Nothing should be left out: write out the whole listing exactly.
::: INFORMATION SUPPLIED
impl fmt::Debug for PodPool {
    fn fmt(&self, f: &mut fmt::Formatter<'_>) -> fmt::Result {
        f.debug_struct("PodPool")
            .field("pods", &self.pods.len())
            .field("index_allocation", &self.index_allocation)
            .field("readiness_timeout", &self.readiness_timeout)
            .field("stop_grace_period", &self.stop_grace_period)
            .finish_non_exhaustive()
    }
}
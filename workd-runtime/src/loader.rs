// Copyright 2026 The Vimana Authors. All rights reserved.
//
// Licensed under the Apache License, Version 2.0 (the "License");
// you may not use this file except in compliance with the License.
// You may obtain a copy of the License at
//
//    http://www.apache.org/licenses/LICENSE-2.0
//
// Unless required by applicable law or agreed to in writing, software
// distributed under the License is distributed on an "AS IS" BASIS,
// WITHOUT WARRANTIES OR CONDITIONS OF ANY KIND, either express or implied.
// See the License for the specific language governing permissions and
// limitations under the License.

//! Seams to the execution engine. The pool only knows how to ask for a
//! component to be loaded and what to do with the handle it gets back.

use core::fmt::Debug;
use core::net::IpAddr;
use std::sync::Arc;

use async_trait::async_trait;
use bytes::Bytes;
use http_body_util::combinators::BoxBody;
use workd_error::Error;

use crate::names::PodContainerId;

/// Response body type produced by an [`Invocable`].
pub type InvocationBody = BoxBody<Bytes, Error>;

/// A loaded component instance.
#[async_trait]
pub trait Invocable: Send + Sync + Debug + 'static {
    /// Forwards one buffered request to the instance.
    async fn invoke(
        &self,
        request: http::Request<Bytes>,
    ) -> Result<http::Response<InvocationBody>, Error>;

    /// Resolves once the instance accepts requests, or fails if it never will.
    async fn ready(&self) -> Result<(), Error>;

    /// Releases the instance. Called at most once, after which the handle is
    /// dropped.
    async fn shutdown(&self) -> Result<(), Error>;
}

/// Everything the engine gets to know about a container being started.
#[derive(Debug, Clone, PartialEq, Eq)]
pub struct LoadRequest {
    pub id: PodContainerId,
    pub image: String,
    pub ip_address: Option<IpAddr>,
    pub environment: Vec<(String, String)>,
}

#[async_trait]
pub trait ComponentLoader: Send + Sync + Debug + 'static {
    async fn load(&self, request: LoadRequest) -> Result<Arc<dyn Invocable>, Error>;
}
::::::
- [EXPECTED OUTPUT]:
impl fmt::Debug for PodPool {
    fn fmt(&self, f: &mut fmt::Formatter<'_>) -> fmt::Result {
        f.debug_struct("PodPool")
            .field("pods", &self.pods.len())
            .field("index_allocation", &self.index_allocation)
            .field("readiness_timeout", &self.readiness_timeout)
            .field("stop_grace_period", &self.stop_grace_period)
            .finish_non_exhaustive()
    }
}
filename workd-runtime/src/loader.rs
// Copyright 2026 The Vimana Authors. All rights reserved.
//
// Licensed under the Apache License, Version 2.0 (the "License");
// you may not use this file except in compliance with the License.
// You may obtain a copy of the License at
//
//    http://www.apache.org/licenses/LICENSE-2.0
//
// Unless required by applicable law or agreed to in writing, software
// distributed under the License is distributed on an "AS IS" BASIS,
// WITHOUT WARRANTIES OR CONDITIONS OF ANY KIND, either express or implied.
// See the License for the specific language governing permissions and
// limitations under the License.

//! Seams to the execution engine. The pool only knows how to ask for a
//! component to be loaded and what to do with the handle it gets back.

use core::fmt::Debug;
use core::net::IpAddr;
use std::sync::Arc;

use async_trait::async_trait;
use bytes::Bytes;
use http_body_util::combinators::BoxBody;
use workd_error::Error;

use crate::names::PodContainerId;

/// Response body type produced by an [`Invocable`].
pub type InvocationBody = BoxBody<Bytes, Error>;

/// A loaded component instance.
#[async_trait]
pub trait Invocable: Send + Sync + Debug + 'static {
    /// Forwards one buffered request to the instance.
    async fn invoke(
        &self,
        request: http::Request<Bytes>,
    ) -> Result<http::Response<InvocationBody>, Error>;

    /// Resolves once the instance accepts requests, or fails if it never will.
    async fn ready(&self) -> Result<(), Error>;

    /// Releases the instance. Called at most once, after which the handle is
    /// dropped.
    async fn shutdown(&self) -> Result<(), Error>;
}

/// Everything the engine gets to know about a container being started.
#[derive(Debug, Clone, PartialEq, Eq)]
pub struct LoadRequest {
    pub id: PodContainerId,
    pub image: String,
    pub ip_address: Option<IpAddr>,
    pub environment: Vec<(String, String)>,
}

#[async_trait]
pub trait ComponentLoader: Send + Sync + Debug + 'static {
    async fn load(&self, request: LoadRequest) -> Result<Arc<dyn Invocable>, Error>;
}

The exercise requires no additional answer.